ENTRIES SHOWN
Content starts

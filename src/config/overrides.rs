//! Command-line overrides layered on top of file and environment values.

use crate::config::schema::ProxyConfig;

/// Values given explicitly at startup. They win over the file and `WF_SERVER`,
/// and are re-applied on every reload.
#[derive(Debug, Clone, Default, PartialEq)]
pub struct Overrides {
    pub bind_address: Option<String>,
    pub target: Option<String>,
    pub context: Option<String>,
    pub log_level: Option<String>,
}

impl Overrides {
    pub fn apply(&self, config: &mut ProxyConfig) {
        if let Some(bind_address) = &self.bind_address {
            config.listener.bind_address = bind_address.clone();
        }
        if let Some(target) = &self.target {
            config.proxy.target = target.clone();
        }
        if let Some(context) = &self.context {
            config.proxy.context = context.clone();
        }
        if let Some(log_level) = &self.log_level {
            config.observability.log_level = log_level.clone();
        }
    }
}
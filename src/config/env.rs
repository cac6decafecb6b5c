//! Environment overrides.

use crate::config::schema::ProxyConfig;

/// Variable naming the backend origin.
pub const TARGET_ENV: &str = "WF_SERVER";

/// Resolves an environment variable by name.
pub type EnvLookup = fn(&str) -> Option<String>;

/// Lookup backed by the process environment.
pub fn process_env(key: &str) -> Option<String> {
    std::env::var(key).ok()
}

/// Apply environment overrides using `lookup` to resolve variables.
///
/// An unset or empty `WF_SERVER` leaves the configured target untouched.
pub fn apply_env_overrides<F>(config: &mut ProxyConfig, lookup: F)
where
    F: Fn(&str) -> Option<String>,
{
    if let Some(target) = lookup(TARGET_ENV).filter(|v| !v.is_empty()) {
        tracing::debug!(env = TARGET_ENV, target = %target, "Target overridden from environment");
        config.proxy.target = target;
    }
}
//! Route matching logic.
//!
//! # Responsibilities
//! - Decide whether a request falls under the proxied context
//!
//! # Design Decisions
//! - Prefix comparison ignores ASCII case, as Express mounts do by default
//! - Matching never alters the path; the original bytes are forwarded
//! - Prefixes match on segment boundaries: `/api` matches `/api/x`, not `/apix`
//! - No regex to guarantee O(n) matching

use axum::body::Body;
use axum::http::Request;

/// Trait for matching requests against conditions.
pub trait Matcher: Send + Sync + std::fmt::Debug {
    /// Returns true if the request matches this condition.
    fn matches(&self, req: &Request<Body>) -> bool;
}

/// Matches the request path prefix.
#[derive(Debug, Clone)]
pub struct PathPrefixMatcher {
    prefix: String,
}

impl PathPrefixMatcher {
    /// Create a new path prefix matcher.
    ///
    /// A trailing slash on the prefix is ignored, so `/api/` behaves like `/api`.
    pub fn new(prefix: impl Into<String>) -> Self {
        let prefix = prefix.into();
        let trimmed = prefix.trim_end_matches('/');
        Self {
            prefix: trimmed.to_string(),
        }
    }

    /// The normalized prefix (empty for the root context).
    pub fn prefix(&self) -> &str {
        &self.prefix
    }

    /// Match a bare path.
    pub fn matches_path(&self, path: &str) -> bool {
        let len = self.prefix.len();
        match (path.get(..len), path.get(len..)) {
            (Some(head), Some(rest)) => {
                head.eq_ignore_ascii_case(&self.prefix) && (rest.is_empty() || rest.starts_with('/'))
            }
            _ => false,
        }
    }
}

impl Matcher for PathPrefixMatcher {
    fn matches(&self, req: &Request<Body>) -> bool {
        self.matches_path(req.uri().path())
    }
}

Content ends
Content starts

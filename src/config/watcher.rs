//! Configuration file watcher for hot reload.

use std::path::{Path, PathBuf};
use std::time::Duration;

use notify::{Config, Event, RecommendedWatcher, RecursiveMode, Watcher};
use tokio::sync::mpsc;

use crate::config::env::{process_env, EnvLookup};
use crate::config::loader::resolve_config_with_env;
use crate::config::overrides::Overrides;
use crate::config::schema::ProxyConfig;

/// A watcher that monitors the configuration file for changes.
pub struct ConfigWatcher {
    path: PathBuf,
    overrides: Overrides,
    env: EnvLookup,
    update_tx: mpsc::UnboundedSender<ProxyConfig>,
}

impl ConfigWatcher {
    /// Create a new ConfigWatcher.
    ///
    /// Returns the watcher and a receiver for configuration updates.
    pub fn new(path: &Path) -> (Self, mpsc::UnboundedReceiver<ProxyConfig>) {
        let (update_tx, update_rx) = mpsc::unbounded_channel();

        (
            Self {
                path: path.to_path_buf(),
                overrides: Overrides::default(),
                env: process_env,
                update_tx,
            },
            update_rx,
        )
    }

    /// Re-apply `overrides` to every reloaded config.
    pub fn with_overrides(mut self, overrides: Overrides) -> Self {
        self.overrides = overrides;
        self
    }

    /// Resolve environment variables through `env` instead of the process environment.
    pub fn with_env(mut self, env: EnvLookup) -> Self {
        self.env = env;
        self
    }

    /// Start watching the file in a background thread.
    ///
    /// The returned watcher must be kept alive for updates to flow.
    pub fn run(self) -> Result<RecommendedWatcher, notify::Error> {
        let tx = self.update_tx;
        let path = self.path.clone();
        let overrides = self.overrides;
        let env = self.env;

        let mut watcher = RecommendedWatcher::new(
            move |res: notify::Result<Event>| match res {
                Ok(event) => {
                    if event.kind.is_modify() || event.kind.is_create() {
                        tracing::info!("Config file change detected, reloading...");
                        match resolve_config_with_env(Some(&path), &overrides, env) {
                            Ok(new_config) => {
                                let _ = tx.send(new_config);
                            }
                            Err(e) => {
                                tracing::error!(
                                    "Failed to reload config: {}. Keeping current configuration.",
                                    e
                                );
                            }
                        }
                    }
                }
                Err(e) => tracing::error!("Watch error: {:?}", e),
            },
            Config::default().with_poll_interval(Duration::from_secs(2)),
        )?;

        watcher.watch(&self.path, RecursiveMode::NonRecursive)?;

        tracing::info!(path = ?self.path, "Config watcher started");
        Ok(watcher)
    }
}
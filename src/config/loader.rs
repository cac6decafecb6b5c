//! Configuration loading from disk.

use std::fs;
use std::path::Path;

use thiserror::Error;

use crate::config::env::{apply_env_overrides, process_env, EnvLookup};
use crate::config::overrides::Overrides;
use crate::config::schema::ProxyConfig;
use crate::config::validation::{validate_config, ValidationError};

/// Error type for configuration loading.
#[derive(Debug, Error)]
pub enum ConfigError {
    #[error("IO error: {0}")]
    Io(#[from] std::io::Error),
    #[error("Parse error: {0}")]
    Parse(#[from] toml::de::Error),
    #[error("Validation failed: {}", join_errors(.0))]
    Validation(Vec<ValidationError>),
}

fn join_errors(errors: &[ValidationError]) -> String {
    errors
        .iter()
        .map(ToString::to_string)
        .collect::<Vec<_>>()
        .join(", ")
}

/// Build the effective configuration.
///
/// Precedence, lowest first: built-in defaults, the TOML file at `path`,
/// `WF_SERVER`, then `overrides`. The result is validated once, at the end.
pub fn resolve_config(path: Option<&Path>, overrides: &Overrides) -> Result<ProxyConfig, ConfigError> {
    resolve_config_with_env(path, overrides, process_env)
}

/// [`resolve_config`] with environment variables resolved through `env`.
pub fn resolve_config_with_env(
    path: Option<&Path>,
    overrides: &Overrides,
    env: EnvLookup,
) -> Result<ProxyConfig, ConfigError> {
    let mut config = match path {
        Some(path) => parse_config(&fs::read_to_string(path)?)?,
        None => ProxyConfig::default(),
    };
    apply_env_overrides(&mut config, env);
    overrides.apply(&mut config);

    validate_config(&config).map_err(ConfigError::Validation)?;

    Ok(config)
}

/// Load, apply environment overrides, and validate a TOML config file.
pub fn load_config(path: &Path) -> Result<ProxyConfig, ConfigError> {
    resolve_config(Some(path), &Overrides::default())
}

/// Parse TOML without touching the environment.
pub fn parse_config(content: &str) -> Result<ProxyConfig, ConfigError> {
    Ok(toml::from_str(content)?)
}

Content ends

WHAT IS NEEDED
The required output is the stretch of entries above from the line containing "filename src/config/overrides.rs" through the line containing "Values given explicitly", reproduced exactly.

EXERCISE ANSWER
filename src/config/overrides.rs
//! Command-line overrides layered on top of file and environment values.

use crate::config::schema::ProxyConfig;

/// Values given explicitly at startup. They win over the file and `WF_SERVER`,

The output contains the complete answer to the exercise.